Si tratta di un disoccupato di origini napoletane già noto alle forze dell'ordine per reati legati agli stupefacenti. L'arma ha la matricola abrasa ed è conservata in perfetto stato. In corso le perizie per verificare un suo utilizzo recente
Reggio Emilia, 7 maggio 2008 - Nell'ambito di una serie di perquisizioni e controlli di polizia volti a trovare armi detenute illegalmente nella nostra provincia, controlli che sono stati rafforzati dopo la vicenda del ritrovamento proprio a Reggio della pistola che ha sparato nell'assalto della 'ndrangheta a Papanice dello scorso Sabato Santo, è stato arrestato un 30enne napoletano ma residente a Rio Saliceto, T.C. Il giovane è stato trovato in possesso di un'arma con la matricola abrasa.
Si tratta di una Beretta calibro 7,65 con otto colpi e in perfetto stato.
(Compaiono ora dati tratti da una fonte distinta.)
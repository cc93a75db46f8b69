//! LLM integration.
//!
//! Providers implement `LlmProvider` and are looked up by the provider id
//! named in an `ApiConfig`. One OpenAI-compatible provider ships in-tree.

pub mod openai;
pub mod provider;

pub use openai::OpenAiCompatibleProvider;
pub use provider::*;
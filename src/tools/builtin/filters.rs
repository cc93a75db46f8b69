//! Read-only view of the tenant's routing filters, for directors.

use async_trait::async_trait;
use serde_json::json;

use crate::error::ToolError;
use crate::tools::tool::{Tool, ToolCapabilities, ToolContext};

pub struct ListFiltersTool;

#[async_trait]
impl Tool for ListFiltersTool {
    fn name(&self) -> &str {
        "list_filters"
    }

    fn description(&self) -> &str {
        "List the user's enabled email filters: which field each one matches, \
         its pattern, and the director it routes to."
    }

    fn parameters_schema(&self) -> serde_json::Value {
        json!({"type": "object", "properties": {}})
    }

    fn capabilities(&self) -> ToolCapabilities {
        ToolCapabilities::default_enabled().director_only()
    }

    async fn execute(
        &self,
        _params: serde_json::Value,
        ctx: &ToolContext,
    ) -> Result<serde_json::Value, ToolError> {
        let filters = ctx
            .tenant
            .bundle
            .filters
            .get_all()
            .await
            .map_err(|e| ToolError::ExecutionFailed {
                name: self.name().to_string(),
                reason: e.to_string(),
            })?;
        let listed: Vec<_> = filters
            .iter()
            .filter(|f| f.enabled)
            .map(|f| {
                json!({
                    "id": f.id,
                    "field": f.field,
                    "regex": f.regex,
                    "director_id": f.director_id,
                    "duplicate_allowed": f.duplicate_allowed,
                })
            })
            .collect();
        Ok(json!({ "filters": listed }))
    }
}
//! Conversation threads and their state machine.
//!
//! `ongoing → finalized` is terminal. Independently a thread expires once
//! `now ≥ last_active_at + ttl`. Finalized and expired threads reject every
//! mutation; both checks run before any change is applied.

use chrono::{DateTime, Duration, Utc};
use serde::{Deserialize, Serialize};
use uuid::Uuid;

use crate::error::ConversationError;
use crate::llm::ChatMessage;
use crate::model::envelope::Envelope;

#[derive(Debug, Clone, Copy, PartialEq, Eq, Serialize, Deserialize)]
#[serde(rename_all = "lowercase")]
pub enum ThreadKind {
    Director,
    Agent,
}

#[derive(Debug, Clone, Copy, PartialEq, Eq, Serialize, Deserialize)]
#[serde(rename_all = "lowercase")]
pub enum ThreadStatus {
    Ongoing,
    Finalized,
}

/// A persisted director or agent transcript.
#[derive(Debug, Clone, PartialEq, Serialize, Deserialize)]
pub struct ConversationThread {
    pub id: String,
    pub kind: ThreadKind,
    /// Director thread that delegated to this agent thread.
    #[serde(default)]
    pub parent_id: Option<String>,
    pub director_id: String,
    #[serde(default)]
    pub agent_id: Option<String>,
    #[serde(default)]
    pub trace_id: Option<String>,
    /// Triggering email, for director threads.
    #[serde(default)]
    pub email: Option<Envelope>,
    #[serde(default)]
    pub messages: Vec<ChatMessage>,
    pub status: ThreadStatus,
    #[serde(default)]
    pub finalized: bool,
    pub started_at: DateTime<Utc>,
    pub last_active_at: DateTime<Utc>,
    pub expires_at: DateTime<Utc>,
}

impl ConversationThread {
    /// New director thread seeded with `messages`.
    pub fn new_director(
        director_id: impl Into<String>,
        trace_id: Option<String>,
        email: Option<Envelope>,
        messages: Vec<ChatMessage>,
        now: DateTime<Utc>,
        ttl: Duration,
    ) -> Self {
        Self {
            id: Uuid::new_v4().to_string(),
            kind: ThreadKind::Director,
            parent_id: None,
            director_id: director_id.into(),
            agent_id: None,
            trace_id,
            email,
            messages,
            status: ThreadStatus::Ongoing,
            finalized: false,
            started_at: now,
            last_active_at: now,
            expires_at: now + ttl,
        }
    }

    /// New agent thread delegated from `parent`.
    pub fn new_agent(
        parent: &ConversationThread,
        agent_id: impl Into<String>,
        messages: Vec<ChatMessage>,
        now: DateTime<Utc>,
        ttl: Duration,
    ) -> Self {
        Self {
            id: Uuid::new_v4().to_string(),
            kind: ThreadKind::Agent,
            parent_id: Some(parent.id.clone()),
            director_id: parent.director_id.clone(),
            agent_id: Some(agent_id.into()),
            trace_id: parent.trace_id.clone(),
            email: None,
            messages,
            status: ThreadStatus::Ongoing,
            finalized: false,
            started_at: now,
            last_active_at: now,
            expires_at: now + ttl,
        }
    }

    pub fn is_finalized(&self) -> bool {
        self.finalized || self.status == ThreadStatus::Finalized
    }

    pub fn is_expired(&self, now: DateTime<Utc>) -> bool {
        now >= self.expires_at
    }

    /// Reject mutation of finalized or expired threads.
    pub fn ensure_writable(&self, now: DateTime<Utc>) -> Result<(), ConversationError> {
        if self.is_finalized() {
            return Err(ConversationError::Finalized {
                id: self.id.clone(),
            });
        }
        if self.is_expired(now) {
            return Err(ConversationError::Expired {
                id: self.id.clone(),
            });
        }
        Ok(())
    }

    /// Append a message and slide the expiry window forward.
    pub fn append(
        &mut self,
        message: ChatMessage,
        now: DateTime<Utc>,
        ttl: Duration,
    ) -> Result<(), ConversationError> {
        self.ensure_writable(now)?;
        self.messages.push(message);
        self.touch(now, ttl);
        Ok(())
    }

    /// Append several messages atomically: all or none.
    pub fn append_all(
        &mut self,
        messages: impl IntoIterator<Item = ChatMessage>,
        now: DateTime<Utc>,
        ttl: Duration,
    ) -> Result<(), ConversationError> {
        self.ensure_writable(now)?;
        self.messages.extend(messages);
        self.touch(now, ttl);
        Ok(())
    }

    /// Move to the terminal `finalized` state. Finalizing twice is a no-op.
    pub fn finalize(&mut self, now: DateTime<Utc>) {
        if self.is_finalized() {
            return;
        }
        self.status = ThreadStatus::Finalized;
        self.finalized = true;
        self.last_active_at = now;
    }

    /// Whether this is an agent thread delegation may continue.
    pub fn is_reusable_for(&self, parent_id: &str, agent_id: &str, now: DateTime<Utc>) -> bool {
        self.kind == ThreadKind::Agent
            && self.parent_id.as_deref() == Some(parent_id)
            && self.agent_id.as_deref() == Some(agent_id)
            && self.status == ThreadStatus::Ongoing
            && !self.finalized
            && !self.is_expired(now)
    }

    fn touch(&mut self, now: DateTime<Utc>, ttl: Duration) {
        self.last_active_at = now;
        self.expires_at = now + ttl;
    }
}

#[cfg(test)]
mod tests {
    use super::*;

    fn ttl() -> Duration {
        Duration::minutes(30)
    }

    fn director_thread(now: DateTime<Utc>) -> ConversationThread {
        ConversationThread::new_director(
            "d1",
            None,
            None,
            vec![ChatMessage::system("triage")],
            now,
            ttl(),
        )
    }

    #[test]
    fn append_extends_expiry() {
        let now = Utc::now();
        let mut thread = director_thread(now);
        let later = now + Duration::minutes(20);
        thread.append(ChatMessage::user("hi"), later, ttl()).unwrap();
        assert_eq!(thread.messages.len(), 2);
        assert_eq!(thread.last_active_at, later);
        assert_eq!(thread.expires_at, later + ttl());
    }

    #[test]
    fn finalized_thread_rejects_appends() {
        let now = Utc::now();
        let mut thread = director_thread(now);
        thread.finalize(now);
        assert!(thread.is_finalized());
        let err = thread.append(ChatMessage::user("more"), now, ttl()).unwrap_err();
        assert!(matches!(err, ConversationError::Finalized { .. }));
        assert_eq!(thread.messages.len(), 1);
    }

    #[test]
    fn expired_thread_rejects_appends() {
        let now = Utc::now();
        let mut thread = director_thread(now);
        let err = thread
            .append(ChatMessage::user("late"), now + Duration::minutes(31), ttl())
            .unwrap_err();
        assert!(matches!(err, ConversationError::Expired { .. }));
    }

    #[test]
    fn finalized_is_checked_before_expiry() {
        let now = Utc::now();
        let mut thread = director_thread(now);
        thread.finalize(now);
        let err = thread.ensure_writable(now + Duration::days(1)).unwrap_err();
        assert!(matches!(err, ConversationError::Finalized { .. }));
    }

    #[test]
    fn reusable_only_while_ongoing() {
        let now = Utc::now();
        let parent = director_thread(now);
        let mut agent = ConversationThread::new_agent(&parent, "a1", vec![], now, ttl());
        assert!(agent.is_reusable_for(&parent.id, "a1", now));
        assert!(!agent.is_reusable_for(&parent.id, "a2", now));
        assert!(!agent.is_reusable_for("other", "a1", now));
        assert!(!agent.is_reusable_for(&parent.id, "a1", now + Duration::hours(1)));
        agent.finalize(now);
        assert!(!agent.is_reusable_for(&parent.id, "a1", now));
    }
}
La pistola era avvolta in un fazzoletto e custodita nell'abitazione dell'arrestato. Il giovane non risulta avere un'occupazione ed è inoltre già noto alle forze dell'ordine di Napoli per reati legati agli stupefacenti. Il reato ora contestatogli è quello di detenzione di arma illegale e porto clandestino di arma. Sono attualmente in corso delle perizie sulla Beretta, per verificare se abbia o meno sparato di recente.